Der doppelte Kostenerstattungsanspruch
Doppelvertretungen eines Mandanten sind nicht unüblich. Dies erscheint besonders in patentrechtlichen Streitigkeiten logisch: Der Patentanwalt stellt seine technische Expertise und der Rechtsanwalt ist postulationsfähig vor Gericht.
In markenrechtlichen Streitigkeiten ergibt eine Doppelvertretung hingegen immer weniger Sinn. Nur in wenigen Einzelfällen spielen technische Überlegungen im Markenrecht überhaupt noch eine Rolle und spätestens seit der Einführung des „Fachanwalt für gewerblichen Rechtsschutz“ erfordern markenrechtliche Fragestellungen nicht mehr den Einsatz von auf Markenrecht spezialisierter Anwältinnen oder Anwälte und eines Patentanwalts oder eine Patentanwältin. Dennoch bestimmt § 140 Abs. 4 MarkenG einen Kostenerstattungsanspruch im Falle der Beauftragung von PatentanwältInnen nach dem Rechtsanwaltsvergütungsgesetz und zwar ohne dass geprüft werden muss, ob deren Hinzuziehung überhaupt notwendig war.
In der Praxis bedeutete dies für die in Kennzeichenstreitsachen Unterlegenen oftmals einen doppelten Kostenerstattungsanspruch.
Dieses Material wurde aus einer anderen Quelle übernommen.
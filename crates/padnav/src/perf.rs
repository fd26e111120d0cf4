#![forbid(unsafe_code)]

//! Performance layer: per-gesture geometry cache, candidate pre-filter,
//! trailing-edge input debouncing, and gesture timing.
//!
//! # Invariants
//!
//! 1. The geometry cache never outlives a gesture: [`GestureScope`] clears
//!    it on drop, which covers early returns and unwinding alike.
//! 2. The debouncer holds at most one pending request; a newer request
//!    replaces it and restarts the window. No backlog is ever replayed.
//! 3. [`PerfStats`] counters are monotone until [`PerfStats::reset`].

use std::ops::{Deref, DerefMut};
use std::time::Duration;

use ahash::AHashMap;
use padnav_core::{Direction, NodeId, Point, Rect, VisualTree};
use web_time::Instant;

// ---------------------------------------------------------------------------
// Geometry cache
// ---------------------------------------------------------------------------

/// Lazily populated bounding-box cache keyed by node handle.
#[derive(Debug, Default)]
pub struct GeometryCache {
    rects: AHashMap<NodeId, Rect>,
    hits: u64,
    misses: u64,
}

impl GeometryCache {
    #[must_use]
    pub fn new() -> Self {
        Self::default()
    }

    /// Bounding box of `id`, queried from `tree` at most once per gesture.
    pub fn rect<T: VisualTree>(&mut self, tree: &T, id: NodeId) -> Option<Rect> {
        if let Some(rect) = self.rects.get(&id) {
            self.hits += 1;
            return Some(*rect);
        }
        self.misses += 1;
        let rect = tree.bounding_box(id)?;
        self.rects.insert(id, rect);
        Some(rect)
    }

    /// Center of `id`.
    pub fn center<T: VisualTree>(&mut self, tree: &T, id: NodeId) -> Option<Point> {
        self.rect(tree, id).map(|r| r.center())
    }

    /// Centers of `ids`, skipping nodes without geometry.
    pub fn centers<T: VisualTree>(&mut self, tree: &T, ids: &[NodeId]) -> Vec<(NodeId, Point)> {
        ids.iter()
            .filter_map(|&id| self.center(tree, id).map(|c| (id, c)))
            .collect()
    }

    pub fn len(&self) -> usize {
        self.rects.len()
    }

    pub fn is_empty(&self) -> bool {
        self.rects.is_empty()
    }

    /// Lookups served from the cache since creation.
    pub fn hits(&self) -> u64 {
        self.hits
    }

    /// Lookups that had to query the tree since creation.
    pub fn misses(&self) -> u64 {
        self.misses
    }

    pub fn clear(&mut self) {
        self.rects.clear();
    }
}

/// Scope of one navigation gesture over a [`GeometryCache`].
///
/// Dereferences to the cache and clears it when dropped.
pub struct GestureScope<'a> {
    cache: &'a mut GeometryCache,
}

impl<'a> GestureScope<'a> {
    pub fn new(cache: &'a mut GeometryCache) -> Self {
        cache.clear();
        Self { cache }
    }
}

impl Deref for GestureScope<'_> {
    type Target = GeometryCache;

    fn deref(&self) -> &GeometryCache {
        &*self.cache
    }
}

impl DerefMut for GestureScope<'_> {
    fn deref_mut(&mut self) -> &mut GeometryCache {
        &mut *self.cache
    }
}

impl Drop for GestureScope<'_> {
    fn drop(&mut self) {
        self.cache.clear();
    }
}

// ---------------------------------------------------------------------------
// Pre-filter
// ---------------------------------------------------------------------------

/// Cheap edge test run before any center or angle is computed.
///
/// Rejects a candidate whose box lies entirely on the wrong side of the
/// origin box. Such a candidate can never pass the direction gate: its
/// center is behind the origin's center along the movement axis.
#[inline]
pub fn may_lie_in_direction(origin: &Rect, candidate: &Rect, dir: Direction) -> bool {
    match dir {
        Direction::Right => candidate.right() > origin.left(),
        Direction::Left => candidate.left() < origin.right(),
        Direction::Down => candidate.bottom() > origin.top(),
        Direction::Up => candidate.top() < origin.bottom(),
    }
}

/// Pre-filter `candidates` for a move from `origin` in `dir`, dropping the
/// origin itself and nodes without geometry.
pub fn prefilter<T: VisualTree>(
    tree: &T,
    cache: &mut GeometryCache,
    origin: NodeId,
    candidates: &[NodeId],
    dir: Direction,
) -> Vec<NodeId> {
    let Some(origin_rect) = cache.rect(tree, origin) else {
        return Vec::new();
    };
    candidates
        .iter()
        .copied()
        .filter(|&id| id != origin)
        .filter(|&id| {
            cache
                .rect(tree, id)
                .is_some_and(|r| may_lie_in_direction(&origin_rect, &r, dir))
        })
        .collect()
}

// ---------------------------------------------------------------------------
// Debouncer
// ---------------------------------------------------------------------------

/// Trailing-edge debouncer: the last request wins once the input has been
/// quiet for the full window.
#[derive(Debug, Clone)]
pub struct Debouncer<T> {
    window: Duration,
    pending: Option<(T, Instant)>,
    superseded: u64,
}

impl<T> Debouncer<T> {
    #[must_use]
    pub fn new(window: Duration) -> Self {
        Self {
            window,
            pending: None,
            superseded: 0,
        }
    }

    /// Record `value` at `now`. Returns `true` if it replaced a pending value.
    pub fn push(&mut self, value: T, now: Instant) -> bool {
        let replaced = self.pending.replace((value, now)).is_some();
        if replaced {
            self.superseded += 1;
        }
        replaced
    }

    /// Take the pending value if the window has elapsed since it was pushed.
    pub fn poll(&mut self, now: Instant) -> Option<T> {
        let (_, at) = self.pending.as_ref()?;
        if now.saturating_duration_since(*at) >= self.window {
            self.pending.take().map(|(value, _)| value)
        } else {
            None
        }
    }

    /// Instant at which the pending value becomes due.
    pub fn deadline(&self) -> Option<Instant> {
        self.pending.as_ref().map(|(_, at)| *at + self.window)
    }

    pub fn is_pending(&self) -> bool {
        self.pending.is_some()
    }

    /// Drop the pending value without delivering it.
    pub fn cancel(&mut self) -> Option<T> {
        self.pending.take().map(|(value, _)| value)
    }

    /// Requests discarded because a newer one arrived inside the window.
    pub fn superseded(&self) -> u64 {
        self.superseded
    }

    pub fn window(&self) -> Duration {
        self.window
    }

    pub fn set_window(&mut self, window: Duration) {
        self.window = window;
    }
}

// ---------------------------------------------------------------------------
// Timing
// ---------------------------------------------------------------------------

/// Latency counters for navigation gestures.
#[derive(Debug, Clone, Default, PartialEq, Eq)]
pub struct PerfStats {
    operations: u64,
    total: Duration,
    min: Option<Duration>,
    max: Duration,
    last: Duration,
    over_budget: u64,
}

impl PerfStats {
    #[must_use]
    pub fn new() -> Self {
        Self::default()
    }

    /// Record one gesture. Logs a warning when `elapsed` exceeds `budget`.
    pub fn record(&mut self, elapsed: Duration, budget: Duration) {
        self.operations += 1;
        self.total += elapsed;
        self.min = Some(self.min.map_or(elapsed, |m| m.min(elapsed)));
        self.max = self.max.max(elapsed);
        self.last = elapsed;
        if elapsed > budget {
            self.over_budget += 1;
            tracing::warn!(
                target: "padnav",
                elapsed_us = elapsed.as_micros() as u64,
                budget_us = budget.as_micros() as u64,
                "nav.slow_gesture"
            );
        }
    }

    /// Number of gestures measured.
    pub fn operations(&self) -> u64 {
        self.operations
    }

    /// Mean latency, zero before the first gesture.
    pub fn average(&self) -> Duration {
        match u32::try_from(self.operations) {
            Ok(0) => Duration::ZERO,
            Ok(n) => self.total / n,
            Err(_) => Duration::from_secs_f64(self.total.as_secs_f64() / self.operations as f64),
        }
    }

    pub fn min(&self) -> Duration {
        self.min.unwrap_or_default()
    }

    pub fn max(&self) -> Duration {
        self.max
    }

    pub fn last(&self) -> Duration {
        self.last
    }

    /// Gestures that exceeded their budget.
    pub fn over_budget(&self) -> u64 {
        self.over_budget
    }

    pub fn reset(&mut self) {
        *self = Self::default();
    }
}

#[cfg(test)]
mod tests {
    use super::*;
    use padnav_core::memory::{MemoryNode, MemoryTree};

    fn r(x: f64, y: f64) -> Rect {
        Rect::new(x, y, 100.0, 50.0)
    }

    #[test]
    fn cache_queries_tree_once_per_node() {
        let mut tree = MemoryTree::new();
        let a = tree.add(MemoryNode::focusable(r(0.0, 0.0)));
        let mut cache = GeometryCache::new();
        assert_eq!(cache.rect(&tree, a), Some(r(0.0, 0.0)));
        assert_eq!(cache.center(&tree, a), Some(Point::new(50.0, 25.0)));
        assert_eq!(cache.misses(), 1);
        assert_eq!(cache.hits(), 1);
    }

    #[test]
    fn gesture_scope_clears_on_drop() {
        let mut tree = MemoryTree::new();
        let a = tree.add(MemoryNode::focusable(r(0.0, 0.0)));
        let mut cache = GeometryCache::new();
        {
            let mut scope = GestureScope::new(&mut cache);
            scope.rect(&tree, a);
            assert_eq!(scope.len(), 1);
        }
        assert!(cache.is_empty());

        // Positions change between gestures; a fresh scope sees the new one.
        tree.set_rect(a, r(500.0, 0.0));
        let mut scope = GestureScope::new(&mut cache);
        assert_eq!(scope.rect(&tree, a), Some(r(500.0, 0.0)));
    }

    #[test]
    fn gesture_scope_clears_on_early_return() {
        fn early(cache: &mut GeometryCache, tree: &MemoryTree, id: NodeId) -> Option<()> {
            let mut scope = GestureScope::new(cache);
            scope.rect(tree, id)?;
            None
        }
        let mut tree = MemoryTree::new();
        let a = tree.add(MemoryNode::focusable(r(0.0, 0.0)));
        let mut cache = GeometryCache::new();
        assert!(early(&mut cache, &tree, a).is_none());
        assert!(cache.is_empty());
    }

    #[test]
    fn prefilter_drops_boxes_behind_origin() {
        let mut tree = MemoryTree::new();
        let origin = tree.add(MemoryNode::focusable(r(200.0, 0.0)));
        let left = tree.add(MemoryNode::focusable(r(0.0, 0.0)));
        let right = tree.add(MemoryNode::focusable(r(400.0, 0.0)));
        let mut cache = GeometryCache::new();
        let all = [origin, left, right];
        assert_eq!(
            prefilter(&tree, &mut cache, origin, &all, Direction::Right),
            vec![right]
        );
        assert_eq!(
            prefilter(&tree, &mut cache, origin, &all, Direction::Left),
            vec![left]
        );
        // Same row: nothing is entirely above or below.
        assert_eq!(
            prefilter(&tree, &mut cache, origin, &all, Direction::Down),
            vec![left, right]
        );
    }

    #[test]
    fn debouncer_delivers_last_value_after_quiet_window() {
        let window = Duration::from_millis(50);
        let mut d = Debouncer::new(window);
        let t0 = Instant::now();
        for (i, v) in [1, 2, 3, 4, 5].into_iter().enumerate() {
            d.push(v, t0 + Duration::from_millis(i as u64 * 10));
        }
        let last_push = t0 + Duration::from_millis(40);
        assert_eq!(d.deadline(), Some(last_push + window));
        assert_eq!(d.poll(last_push + Duration::from_millis(49)), None);
        assert_eq!(d.poll(last_push + window), Some(5));
        assert_eq!(d.poll(last_push + window * 2), None);
        assert_eq!(d.superseded(), 4);
    }

    #[test]
    fn debouncer_cancel_discards_pending() {
        let mut d = Debouncer::new(Duration::from_millis(50));
        let t0 = Instant::now();
        d.push('a', t0);
        assert!(d.is_pending());
        assert_eq!(d.cancel(), Some('a'));
        assert_eq!(d.poll(t0 + Duration::from_secs(1)), None);
    }

    #[test]
    fn perf_stats_track_min_max_avg_last() {
        let budget = Duration::from_millis(16);
        let mut stats = PerfStats::new();
        assert_eq!(stats.average(), Duration::ZERO);
        stats.record(Duration::from_millis(2), budget);
        stats.record(Duration::from_millis(6), budget);
        stats.record(Duration::from_millis(4), budget);
        assert_eq!(stats.operations(), 3);
        assert_eq!(stats.min(), Duration::from_millis(2));
        assert_eq!(stats.max(), Duration::from_millis(6));
        assert_eq!(stats.last(), Duration::from_millis(4));
        assert_eq!(stats.average(), Duration::from_millis(4));
        assert_eq!(stats.over_budget(), 0);

        stats.record(Duration::from_millis(20), budget);
        assert_eq!(stats.over_budget(), 1);
        stats.reset();
        assert_eq!(stats, PerfStats::default());
    }
}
Einerseits für die gegnerische Rechtsanwältin und andererseits für den gegnerischen Patentanwalt. Dessen Mitwirkung konnte allein durch anwaltliche Versicherung nachgewiesen werden. Gegen die gesetzliche Regelung richteten sich immer wieder Gerichtsverfahren wobei jedoch der BGH in immerhin fünf Verfahren den § 140 Abs. 4 MarkenG stets als mit höherrangigem Recht vereinbar ansah.
Vorlagefrage vor dem EuGH
Diese Auffassung änderte sich jedoch mit dem Beschluss „Kosten des Patentanwalts VI“ des BGH (BGH, Beschl. v. 24.09.2020 – I ZB 59/19). Das Gericht sprach darin von erheblichen unionsrechtlichen Zweifeln an der zugrunde liegenden Norm und legte dem EuGH die Sache in einem Vorlageverfahren vor.
Der EuGH hatte sich mit der Frage zu befassen ob Art. 3 Abs. 1 und Art. 14 der Richtlinie 2004/48/EG einer nationalen Regelung entgegensteht, nach der ein Kostenerstattungsanspruch für die Beauftragung eines Patentanwalts entstehen kann, auch wenn keine Prüfung vorgesehen ist, ob dessen Mitwirkung wirklich notwendig war (EuGH, Urt. V. 28.04.2022 – C-531/20 „NovaText“). Der EuGH erklärte, dass Vorschriften der EU-Richtlinie dahingehend auszulegen seien, dass dem Gericht jedenfalls eine Beurteilung zustehen müsse, ob die der obsiegenden Partei entstandenen Prozesskosten zumutbar und angemessen seien.
Änderungen der Rechtslage nach dem BGH
Im Zuge der Entscheidung des EuGH hält der BGH nichtmehr an seiner Linie fest und erklärt, § 140 Abs. 4 MarkenG sei richtlinienkonform auszulegen (BGH, Beschl. v. 13.10.2022 – I ZB 59/19). Nur zweckentsprechende Rechtsverfolgungskosten seien erstattungsfähig. Eine patentanwaltliche Mitwirkung muss daher nun auch tatsächlich notwendig gewesen sein. Die Darlegungslast dafür liegt auf der Anspruchstellerseite.
Zu beachten ist dabei allerdings, dass es sich im vorliegenden Verfahren um einen grenzüberschreitenden EU-Sachverhalt handelt, dessen Behandlung auf reine Inlandssachverhalte ohne Bezug zur EU keine Auswirkungen hat. Dennoch sehen einige Stimmen den § 140 Abs. 4 MarkenG bereits als verfassungswidrig an, da Kennzeichenstreitsachen ohne sachlichen Grund anders behandelt würden als sonstige zivile Streitigkeiten. Hierin wird ein Verstoß gegen Art. 3 GG gesehen. Die Entscheidung in einer dahingehend bereits anhängigen Verfassungsbeschwerde (BVerfG – Az. 1 BvR 1183/16) steht bisher noch aus.
Jedenfalls bei Binnengrenzen überschreitenden Sachverhalten darf eine unterlegene Partei nun aber verhalten aufatmen, unbegründete Kostenerstattungsansprüche braucht sie nicht mehr zu fürchten.